Another fun stop while you’re in the area is the Northeast Classic Car Museum, located in Norwich, approximately 25 miles west of Oneonta. For 2006 it features “The Class of 56″ “” in other words, many 1956 cars in a special display. Seven regular exhibits contain nearly 125 cars, including Duesenbergs, Packards, Cords, Auburns, Franklins (the largest Franklin collection anywhere), and Pierce-Arrows. In addition to this you’ll see a one-of-a-kind car that was made by a blacksmith, and 10 of the 150 kinds of cars that were made in New York state. Along with the cars you’ll find mannequins dressed in period clothing that correspond to each vehicle’s era. Call (607) 334-2886 for more information or visit www.classiccarmuseum.org.

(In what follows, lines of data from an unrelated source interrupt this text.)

//! UI components built with Leptos.
//!
//! - [`router`] - Application routing (main entry point)
//! - [`home`] - Landing page with category cards
//! - [`select`] - File upload and output format selection
//! - [`convert`] - Simulated conversion progress screen
//! - [`results`] - Conversion results and download
//! - [`settings`] - Theme, language, and quality settings
//! - [`upload`] - Drag & drop file picker widget
//! - [`icons`] - Centralized icon definitions (change theme here)

pub mod convert;
pub mod home;
pub mod icons;
pub mod results;
pub mod router;
pub mod select;
pub mod settings;
pub mod upload;

pub use router::AppRouter;
//! Async Template Renderer CLI
//!
//! Renders one handlebars template file with async helpers enabled and prints
//! the result to stdout. The `fetch` helper is available to the template.
//!
//! Usage:
//!   cargo run --features cli --bin hbs_async_render -- \
//!     --template page.hbs \
//!     --data model.json \
//!     --timeout-ms 5000

use std::path::PathBuf;
use std::time::Duration;

use anyhow::Context;
use clap::Parser;
use serde_json::Value;

use hbs_async::{AsyncRenderer, RenderConfig, TIMEOUT_ENV};

/// Render a handlebars template, resolving async helpers
#[derive(Parser, Debug)]
#[command(name = "hbs_async_render")]
#[command(about = "Render a handlebars template with async helpers")]
struct Args {
    /// Template file; registered under its file stem
    #[arg(long, short = 't')]
    template: PathBuf,

    /// JSON file with the render model (default: empty object)
    #[arg(long, short = 'd')]
    data: Option<PathBuf>,

    /// Per-helper wait bound in milliseconds (0 = wait indefinitely)
    #[arg(long, env = TIMEOUT_ENV)]
    timeout_ms: Option<u64>,
}

#[tokio::main]
async fn main() -> anyhow::Result<()> {
    // Load .env file if present
    dotenvy::dotenv().ok();

    tracing_subscriber::fmt()
        .with_env_filter(
            tracing_subscriber::EnvFilter::try_from_default_env()
                .unwrap_or_else(|_| "hbs_async=info".into()),
        )
        .with_writer(std::io::stderr)
        .init();

    let args = Args::parse();

    let mut config = RenderConfig::from_env();
    if let Some(ms) = args.timeout_ms {
        config.timeout = (ms > 0).then_some(Duration::from_millis(ms));
    }

    let name = args
        .template
        .file_stem()
        .and_then(|s| s.to_str())
        .context("template path has no usable file name")?
        .to_string();
    let source = std::fs::read_to_string(&args.template)
        .with_context(|| format!("reading {}", args.template.display()))?;

    let model: Value = match &args.data {
        Some(path) => {
            let raw = std::fs::read_to_string(path)
                .with_context(|| format!("reading {}", path.display()))?;
            serde_json::from_str(&raw).with_context(|| format!("parsing {}", path.display()))?
        }
        None => Value::Object(Default::default()),
    };

    let mut renderer = AsyncRenderer::with_config(config);
    renderer.register_fetch_helper(reqwest::Client::new());
    renderer.register_template_string(&name, source)?;

    tracing::info!(template = %name, timeout = ?renderer.config().timeout, "Rendering");
    let output = renderer.render(&name, &model).await?;
    print!("{output}");

    Ok(())
}
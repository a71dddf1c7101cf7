//! Render pass configuration

use std::time::Duration;

/// Environment variable holding the per-helper wait bound in milliseconds
pub const TIMEOUT_ENV: &str = "HBS_ASYNC_TIMEOUT_MS";

/// Settings for the resolution phase of a render pass
#[derive(Debug, Clone, Default, PartialEq, Eq)]
pub struct RenderConfig {
    /// Upper bound on how long each deferred helper may take. `None` waits
    /// indefinitely.
    pub timeout: Option<Duration>,
}

impl RenderConfig {
    pub fn new() -> Self {
        Self::default()
    }

    pub fn with_timeout(mut self, timeout: Duration) -> Self {
        self.timeout = Some(timeout);
        self
    }

    /// Read settings from the environment.
    ///
    /// A missing, empty, zero or unparsable `HBS_ASYNC_TIMEOUT_MS` means no
    /// timeout.
    pub fn from_env() -> Self {
        Self {
            timeout: parse_timeout_ms(std::env::var(TIMEOUT_ENV).ok().as_deref()),
        }
    }
}

fn parse_timeout_ms(raw: Option<&str>) -> Option<Duration> {
    raw.and_then(|s| s.trim().parse::<u64>().ok())
        .filter(|ms| *ms > 0)
        .map(Duration::from_millis)
}
//! Engine wrapper bundling a handlebars registry with render settings

use handlebars::{Context, Handlebars, Helper, RenderError};
use serde::Serialize;

use crate::config::RenderConfig;
use crate::error::Result;
use crate::fetch::register_fetch_helper;
use crate::helper::{register_async_helper, HelperValue};
use crate::render::{render_async_with, render_template_async_with};

/// A handlebars registry whose renders resolve async helpers
#[derive(Debug, Default)]
pub struct AsyncRenderer<'reg> {
    handlebars: Handlebars<'reg>,
    config: RenderConfig,
}

impl<'reg> AsyncRenderer<'reg> {
    pub fn new() -> Self {
        Self::default()
    }

    pub fn with_config(config: RenderConfig) -> Self {
        Self {
            handlebars: Handlebars::new(),
            config,
        }
    }

    /// Wrap an already configured registry
    pub fn from_handlebars(handlebars: Handlebars<'reg>, config: RenderConfig) -> Self {
        Self { handlebars, config }
    }

    pub fn register_async_helper<F>(&mut self, name: &str, func: F)
    where
        F: Fn(&Helper<'_>, &Context) -> std::result::Result<HelperValue, RenderError>
            + Send
            + Sync
            + 'static,
    {
        register_async_helper(&mut self.handlebars, name, func);
    }

    pub fn register_template_string(&mut self, name: &str, template: impl AsRef<str>) -> Result<()> {
        self.handlebars.register_template_string(name, template)?;
        Ok(())
    }

    pub fn register_fetch_helper(&mut self, client: reqwest::Client) {
        register_fetch_helper(&mut self.handlebars, client);
    }

    pub fn handlebars(&self) -> &Handlebars<'reg> {
        &self.handlebars
    }

    pub fn handlebars_mut(&mut self) -> &mut Handlebars<'reg> {
        &mut self.handlebars
    }

    pub fn config(&self) -> &RenderConfig {
        &self.config
    }

    /// Render the template registered as `name`
    pub async fn render<T: Serialize>(&self, name: &str, data: &T) -> Result<String> {
        render_async_with(&self.handlebars, name, data, &self.config).await
    }

    /// Render an inline template string
    pub async fn render_template<T: Serialize>(&self, template: &str, data: &T) -> Result<String> {
        render_template_async_with(&self.handlebars, template, data, &self.config).await
    }
}
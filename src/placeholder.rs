//! Placeholder tokens
//!
//! A deferred helper writes a token into the rendered text in place of its
//! value. The token is the placeholder id wrapped in a pair of Unicode
//! private-use characters on both sides:
//!
//! ```text
//! U+E000 U+E000 <32 lowercase hex digits> U+E000 U+E000
//! ```
//!
//! Private-use code points never come out of ordinary template text and are
//! left untouched by HTML escaping, so a token survives `{{helper}}` output
//! and can be located with a plain scan afterwards.

use std::fmt;

use uuid::Uuid;

/// Delimiter on both sides of the id.
pub const SENTINEL: &str = "\u{E000}\u{E000}";

const ID_LEN: usize = 32;

/// Unique id of one deferred helper invocation.
#[derive(Debug, Clone, Copy, PartialEq, Eq, Hash)]
pub struct PlaceholderId(Uuid);

impl PlaceholderId {
    /// Generate a fresh random id
    pub fn new() -> Self {
        Self(Uuid::new_v4())
    }

    /// The textual token emitted into rendered output for this id
    pub fn token(&self) -> String {
        format!("{SENTINEL}{}{SENTINEL}", self.0.simple())
    }

    fn parse(hex: &str) -> Option<Self> {
        if hex.len() != ID_LEN || !hex.bytes().all(is_lower_hex) {
            return None;
        }
        Uuid::try_parse(hex).ok().map(Self)
    }
}

impl Default for PlaceholderId {
    fn default() -> Self {
        Self::new()
    }
}

impl fmt::Display for PlaceholderId {
    fn fmt(&self, f: &mut fmt::Formatter<'_>) -> fmt::Result {
        write!(f, "{}", self.0.simple())
    }
}

fn is_lower_hex(b: u8) -> bool {
    b.is_ascii_digit() || (b'a'..=b'f').contains(&b)
}

/// A token located in rendered text
#[derive(Debug, Clone, Copy, PartialEq, Eq)]
pub struct TokenMatch {
    /// Byte offset of the opening sentinel
    pub start: usize,
    /// Byte offset just past the closing sentinel
    pub end: usize,
    pub id: PlaceholderId,
}

/// Iterator over well-formed tokens, left to right, non-overlapping.
pub struct Tokens<'a> {
    text: &'a str,
    pos: usize,
}

/// Scan `text` for placeholder tokens.
///
/// Stray private-use characters that do not form a complete token are
/// skipped over and treated as ordinary text.
pub fn find_tokens(text: &str) -> Tokens<'_> {
    Tokens { text, pos: 0 }
}

impl Iterator for Tokens<'_> {
    type Item = TokenMatch;

    fn next(&mut self) -> Option<TokenMatch> {
        while let Some(offset) = self.text.get(self.pos..)?.find(SENTINEL) {
            let start = self.pos + offset;
            let id_start = start + SENTINEL.len();
            let id_end = id_start + ID_LEN;

            let id = self
                .text
                .get(id_start..id_end)
                .and_then(PlaceholderId::parse);
            let closed = self
                .text
                .get(id_end..)
                .is_some_and(|rest| rest.starts_with(SENTINEL));

            match id {
                Some(id) if closed => {
                    let end = id_end + SENTINEL.len();
                    self.pos = end;
                    return Some(TokenMatch { start, end, id });
                }
                // Step over one delimiter char; the next one may open a token.
                _ => self.pos = start + '\u{E000}'.len_utf8(),
            }
        }
        self.pos = self.text.len();
        None
    }
}

impl Tokens<'_> {
    /// Discard `m` and resume scanning just after its first delimiter char.
    ///
    /// A rejected match may have swallowed the opening delimiter of a real
    /// token, so scanning must not skip to `m.end`.
    pub fn reject(&mut self, m: &TokenMatch) {
        self.pos = m.start + '\u{E000}'.len_utf8();
    }
}

/// Rebuild `text` with tokens replaced in a single pass.
///
/// `replacement` is called once per token-shaped match, in text order. `None`
/// keeps the matched text and rescans from inside it, so an unknown match
/// cannot hide a known token that overlaps it.
pub fn replace_tokens<F, S>(text: &str, mut replacement: F) -> String
where
    F: FnMut(PlaceholderId) -> Option<S>,
    S: AsRef<str>,
{
    let mut out = String::with_capacity(text.len());
    let mut last = 0;
    let mut tokens = find_tokens(text);
    while let Some(m) = tokens.next() {
        match replacement(m.id) {
            Some(value) => {
                out.push_str(&text[last..m.start]);
                out.push_str(value.as_ref());
                last = m.end;
            }
            None => tokens.reject(&m),
        }
    }
    out.push_str(&text[last..]);
    out
}
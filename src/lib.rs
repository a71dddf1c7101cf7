//! Asynchronous helpers for handlebars
//!
//! Handlebars calls helpers synchronously while it builds output text. Some
//! helpers need to do asynchronous work first, for example fetching a
//! fragment over HTTP. This crate lets such a helper hand back a future:
//! the synchronous render writes a unique placeholder token where the value
//! belongs, then the render pass awaits every future concurrently and
//! replaces each token with its value (or with an inline error marker).
//!
//! Key properties:
//! - Helpers that answer immediately render exactly as plain helpers do
//! - One failing helper never fails the render or its siblings
//! - Every render pass owns its pending futures; concurrent passes cannot
//!   pick up each other's work
//! - Returned text never contains a placeholder produced by the pass
//!
//! # Example
//!
//! ```no_run
//! use hbs_async::{register_async_helper, render_async, HelperValue};
//! use handlebars::Handlebars;
//! use serde_json::json;
//!
//! # async fn demo() -> Result<(), Box<dyn std::error::Error>> {
//! let mut hbs = Handlebars::new();
//! register_async_helper(&mut hbs, "asyncName", |_, _| {
//!     Ok(HelperValue::deferred(async { Ok::<_, String>("World") }))
//! });
//! hbs.register_template_string("hello", "Hello {{asyncName}}")?;
//!
//! assert_eq!(render_async(&hbs, "hello", &json!({})).await?, "Hello World");
//! # Ok(())
//! # }
//! ```

mod config;
mod error;
mod fetch;
mod helper;
mod placeholder;
mod registry;
mod render;
mod renderer;

pub use config::{RenderConfig, TIMEOUT_ENV};
pub use error::{AsyncRenderError, DeferredFailure, Result};
pub use fetch::{register_fetch_helper, FETCH_HELPER};
pub use helper::{register_async_helper, AsyncHelper, HelperValue};
pub use placeholder::{find_tokens, PlaceholderId, TokenMatch, Tokens, SENTINEL};
pub use registry::{DeferredValue, PendingEntry, PendingRegistry};
pub use render::{
    error_marker, render_async, render_async_with, render_template_async,
    render_template_async_with,
};
pub use renderer::AsyncRenderer;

Cooperstown offers so much more to see than museums. There are antiques shops galore; boat tours of Lake Otsego on the Glimmerglass Queen; the Glimmerglass Opera; and the list goes on. The best place to start is to get your hands on a copy of the chamber of commerce’s visitors guide, which is free. Wherever you wander in the Cooperstown area, you’ll find fun things to do and see. It’s absolutely family-friendly, but even if you’re traveling without youngsters, you’ll love your visit here.
Cooperstown Chamber of Commerce
31 Chestnut St.
Cooperstown, NY 13326
The Cooperstown area has many campgrounds, and most are listed in the visitors guide available from the chamber. You also can check your favorite campground directory and FMCA’s Business Directory, published in the January and June issues of FMC and online at FMCA.com.